§ WORK REQUEST
The full listing needs to be output exactly.

AVAILABLE DATA: Begin

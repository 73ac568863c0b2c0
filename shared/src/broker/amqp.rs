//! RabbitMQ broker over lapin

use async_trait::async_trait;
use futures::StreamExt;
use lapin::acker::Acker;
use lapin::options::{
    BasicAckOptions, BasicConsumeOptions, BasicNackOptions, BasicPublishOptions,
    ConfirmSelectOptions, ExchangeDeclareOptions, QueueBindOptions, QueueDeclareOptions,
};
use lapin::types::{AMQPValue, FieldTable, LongString, ShortString};
use lapin::{BasicProperties, Channel, Connection, ConnectionProperties, ExchangeKind};

use super::{
    Acknowledger, Broker, BrokerResult, DEAD_LETTER_QUEUE, Delivery, DeliveryStream, Message,
    ORDER_PAID_EVENT, Target,
};
use crate::config::BrokerConfig;
use crate::telemetry::TraceHeaders;

/// Persistent delivery mode
const PERSISTENT: u8 = 2;

pub struct AmqpBroker {
    connection: Connection,
    channel: Channel,
}

impl AmqpBroker {
    /// Dial the broker and declare the shared topology
    ///
    /// The paid-event fanout exchange and the dead-letter queue are declared
    /// up front so that any service can publish to them.
    pub async fn connect(config: &BrokerConfig) -> BrokerResult<Self> {
        let connection =
            Connection::connect(&config.uri(), ConnectionProperties::default()).await?;
        let channel = connection.create_channel().await?;
        channel
            .confirm_select(ConfirmSelectOptions::default())
            .await?;

        channel
            .exchange_declare(
                ORDER_PAID_EVENT,
                ExchangeKind::Fanout,
                ExchangeDeclareOptions {
                    durable: true,
                    ..Default::default()
                },
                FieldTable::default(),
            )
            .await?;
        channel
            .queue_declare(
                DEAD_LETTER_QUEUE,
                QueueDeclareOptions {
                    durable: true,
                    ..Default::default()
                },
                FieldTable::default(),
            )
            .await?;

        tracing::info!(host = %config.host, port = config.port, "connected to message broker");
        Ok(Self {
            connection,
            channel,
        })
    }
}

fn to_field_table(headers: &TraceHeaders) -> FieldTable {
    let mut table = FieldTable::default();
    for (key, value) in headers {
        table.insert(
            ShortString::from(key.clone()),
            AMQPValue::LongString(LongString::from(value.clone())),
        );
    }
    table
}

fn from_field_table(table: Option<&FieldTable>) -> TraceHeaders {
    let mut headers = TraceHeaders::new();
    let Some(table) = table else {
        return headers;
    };
    for (key, value) in table.inner() {
        let value = match value {
            AMQPValue::LongString(s) => String::from_utf8_lossy(s.as_bytes()).into_owned(),
            AMQPValue::ShortString(s) => s.as_str().to_string(),
            AMQPValue::ShortShortInt(n) => n.to_string(),
            AMQPValue::ShortShortUInt(n) => n.to_string(),
            AMQPValue::ShortInt(n) => n.to_string(),
            AMQPValue::ShortUInt(n) => n.to_string(),
            AMQPValue::LongInt(n) => n.to_string(),
            AMQPValue::LongUInt(n) => n.to_string(),
            AMQPValue::LongLongInt(n) => n.to_string(),
            _ => continue,
        };
        headers.insert(key.as_str().to_string(), value);
    }
    headers
}

#[async_trait]
impl Broker for AmqpBroker {
    async fn declare_queue(&self, name: &str) -> BrokerResult<()> {
        self.channel
            .queue_declare(
                name,
                QueueDeclareOptions {
                    durable: true,
                    auto_delete: false,
                    ..Default::default()
                },
                FieldTable::default(),
            )
            .await?;
        Ok(())
    }

    async fn bind_fanout(&self, exchange: &str) -> BrokerResult<String> {
        let queue = self
            .channel
            .queue_declare(
                "",
                QueueDeclareOptions {
                    exclusive: true,
                    auto_delete: true,
                    ..Default::default()
                },
                FieldTable::default(),
            )
            .await?;
        let name = queue.name().as_str().to_string();
        self.channel
            .queue_bind(
                &name,
                exchange,
                "",
                QueueBindOptions::default(),
                FieldTable::default(),
            )
            .await?;
        tracing::debug!(exchange = %exchange, queue = %name, "bound queue to fanout exchange");
        Ok(name)
    }

    async fn publish(&self, target: &Target, message: Message) -> BrokerResult<()> {
        let (exchange, routing_key) = match target {
            Target::Queue(name) => ("", name.as_str()),
            Target::Exchange(name) => (name.as_str(), ""),
        };
        let properties = BasicProperties::default()
            .with_content_type(ShortString::from("application/json"))
            .with_delivery_mode(PERSISTENT)
            .with_headers(to_field_table(&message.headers));

        self.channel
            .basic_publish(
                exchange,
                routing_key,
                BasicPublishOptions::default(),
                &message.body,
                properties,
            )
            .await?
            .await?;
        Ok(())
    }

    async fn consume(&self, queue: &str) -> BrokerResult<DeliveryStream> {
        let tag = format!("{}-{}", queue, uuid::Uuid::new_v4());
        let consumer = self
            .channel
            .basic_consume(
                queue,
                &tag,
                BasicConsumeOptions::default(),
                FieldTable::default(),
            )
            .await?;

        let queue = queue.to_string();
        let stream = consumer.map(move |result| {
            let delivery = result?;
            let headers = from_field_table(delivery.properties.headers().as_ref());
            Ok(Delivery::new(
                queue.clone(),
                delivery.data,
                headers,
                Box::new(AmqpAcker(delivery.acker)),
            ))
        });
        Ok(stream.boxed())
    }

    async fn close(&self) -> BrokerResult<()> {
        self.channel.close(200, "OK").await?;
        self.connection.close(200, "OK").await?;
        tracing::info!("message broker connection closed");
        Ok(())
    }
}

struct AmqpAcker(Acker);

#[async_trait]
impl Acknowledger for AmqpAcker {
    async fn ack(&self) -> BrokerResult<()> {
        self.0.ack(BasicAckOptions::default()).await?;
        Ok(())
    }

    async fn nack(&self, requeue: bool) -> BrokerResult<()> {
        self.0
            .nack(BasicNackOptions {
                multiple: false,
                requeue,
            })
            .await?;
        Ok(())
    }
}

AVAILABLE DATA: End

§ WRITTEN RESPONSE
repository 73ac568863c0b2c0
filename shared/src/broker/amqp.rs
//! RabbitMQ broker over lapin

use async_trait::async_trait;
use futures::StreamExt;
use lapin::acker::Acker;
use lapin::options::{
    BasicAckOptions, BasicConsumeOptions, BasicNackOptions, BasicPublishOptions,
    ConfirmSelectOptions, ExchangeDeclareOptions, QueueBindOptions, QueueDeclareOptions,
};
use lapin::types::{AMQPValue, FieldTable, LongString, ShortString};
use lapin::{BasicProperties, Channel, Connection, ConnectionProperties, ExchangeKind};

use super::{
    Acknowledger, Broker, BrokerResult, DEAD_LETTER_QUEUE, Delivery, DeliveryStream, Message,
    ORDER_PAID_EVENT, Target,
};
use crate::config::BrokerConfig;
use crate::telemetry::TraceHeaders;

/// Persistent delivery mode
const PERSISTENT: u8 = 2;

pub struct AmqpBroker {
    connection: Connection,
    channel: Channel,
}

impl AmqpBroker {
    /// Dial the broker and declare the shared topology
    ///
    /// The paid-event fanout exchange and the dead-letter queue are declared
    /// up front so that any service can publish to them.
    pub async fn connect(config: &BrokerConfig) -> BrokerResult<Self> {
        let connection =
            Connection::connect(&config.uri(), ConnectionProperties::default()).await?;
        let channel = connection.create_channel().await?;
        channel
            .confirm_select(ConfirmSelectOptions::default())
            .await?;

        channel
            .exchange_declare(
                ORDER_PAID_EVENT,
                ExchangeKind::Fanout,
                ExchangeDeclareOptions {
                    durable: true,
                    ..Default::default()
                },
                FieldTable::default(),
            )
            .await?;
        channel
            .queue_declare(
                DEAD_LETTER_QUEUE,
                QueueDeclareOptions {
                    durable: true,
                    ..Default::default()
                },
                FieldTable::default(),
            )
            .await?;

        tracing::info!(host = %config.host, port = config.port, "connected to message broker");
        Ok(Self {
            connection,
            channel,
        })
    }
}

fn to_field_table(headers: &TraceHeaders) -> FieldTable {
    let mut table = FieldTable::default();
    for (key, value) in headers {
        table.insert(
            ShortString::from(key.clone()),
            AMQPValue::LongString(LongString::from(value.clone())),
        );
    }
    table
}

fn from_field_table(table: Option<&FieldTable>) -> TraceHeaders {
    let mut headers = TraceHeaders::new();
    let Some(table) = table else {
        return headers;
    };
    for (key, value) in table.inner() {
        let value = match value {
            AMQPValue::LongString(s) => String::from_utf8_lossy(s.as_bytes()).into_owned(),
            AMQPValue::ShortString(s) => s.as_str().to_string(),
            AMQPValue::ShortShortInt(n) => n.to_string(),
            AMQPValue::ShortShortUInt(n) => n.to_string(),
            AMQPValue::ShortInt(n) => n.to_string(),
            AMQPValue::ShortUInt(n) => n.to_string(),
            AMQPValue::LongInt(n) => n.to_string(),
            AMQPValue::LongUInt(n) => n.to_string(),
            AMQPValue::LongLongInt(n) => n.to_string(),
            _ => continue,
        };
        headers.insert(key.as_str().to_string(), value);
    }
    headers
}

#[async_trait]
impl Broker for AmqpBroker {
    async fn declare_queue(&self, name: &str) -> BrokerResult<()> {
        self.channel
            .queue_declare(
                name,
                QueueDeclareOptions {
                    durable: true,
                    auto_delete: false,
                    ..Default::default()
                },
                FieldTable::default(),
            )
            .await?;
        Ok(())
    }

    async fn bind_fanout(&self, exchange: &str) -> BrokerResult<String> {
        let queue = self
            .channel
            .queue_declare(
                "",
                QueueDeclareOptions {
                    exclusive: true,
                    auto_delete: true,
                    ..Default::default()
                },
                FieldTable::default(),
            )
            .await?;
        let name = queue.name().as_str().to_string();
        self.channel
            .queue_bind(
                &name,
                exchange,
                "",
                QueueBindOptions::default(),
                FieldTable::default(),
            )
            .await?;
        tracing::debug!(exchange = %exchange, queue = %name, "bound queue to fanout exchange");
        Ok(name)
    }

    async fn publish(&self, target: &Target, message: Message) -> BrokerResult<()> {
        let (exchange, routing_key) = match target {
            Target::Queue(name) => ("", name.as_str()),
            Target::Exchange(name) => (name.as_str(), ""),
        };
        let properties = BasicProperties::default()
            .with_content_type(ShortString::from("application/json"))
            .with_delivery_mode(PERSISTENT)
            .with_headers(to_field_table(&message.headers));

        self.channel
            .basic_publish(
                exchange,
                routing_key,
                BasicPublishOptions::default(),
                &message.body,
                properties,
            )
            .await?
            .await?;
        Ok(())
    }

    async fn consume(&self, queue: &str) -> BrokerResult<DeliveryStream> {
        let tag = format!("{}-{}", queue, uuid::Uuid::new_v4());
        let consumer = self
            .channel
            .basic_consume(
                queue,
                &tag,
                BasicConsumeOptions::default(),
                FieldTable::default(),
            )
            .await?;

        let queue = queue.to_string();
        let stream = consumer.map(move |result| {
            let delivery = result?;
            let headers = from_field_table(delivery.properties.headers().as_ref());
            Ok(Delivery::new(
                queue.clone(),
                delivery.data,
                headers,
                Box::new(AmqpAcker(delivery.acker)),
            ))
        });
        Ok(stream.boxed())
    }

    async fn close(&self) -> BrokerResult<()> {
        self.channel.close(200, "OK").await?;
        self.connection.close(200, "OK").await?;
        tracing::info!("message broker connection closed");
        Ok(())
    }
}

struct AmqpAcker(Acker);

#[async_trait]
impl Acknowledger for AmqpAcker {
    async fn ack(&self) -> BrokerResult<()> {
        self.0.ack(BasicAckOptions::default()).await?;
        Ok(())
    }

    async fn nack(&self, requeue: bool) -> BrokerResult<()> {
        self.0
            .nack(BasicNackOptions {
                multiple: false,
                requeue,
            })
            .await?;
        Ok(())
    }
}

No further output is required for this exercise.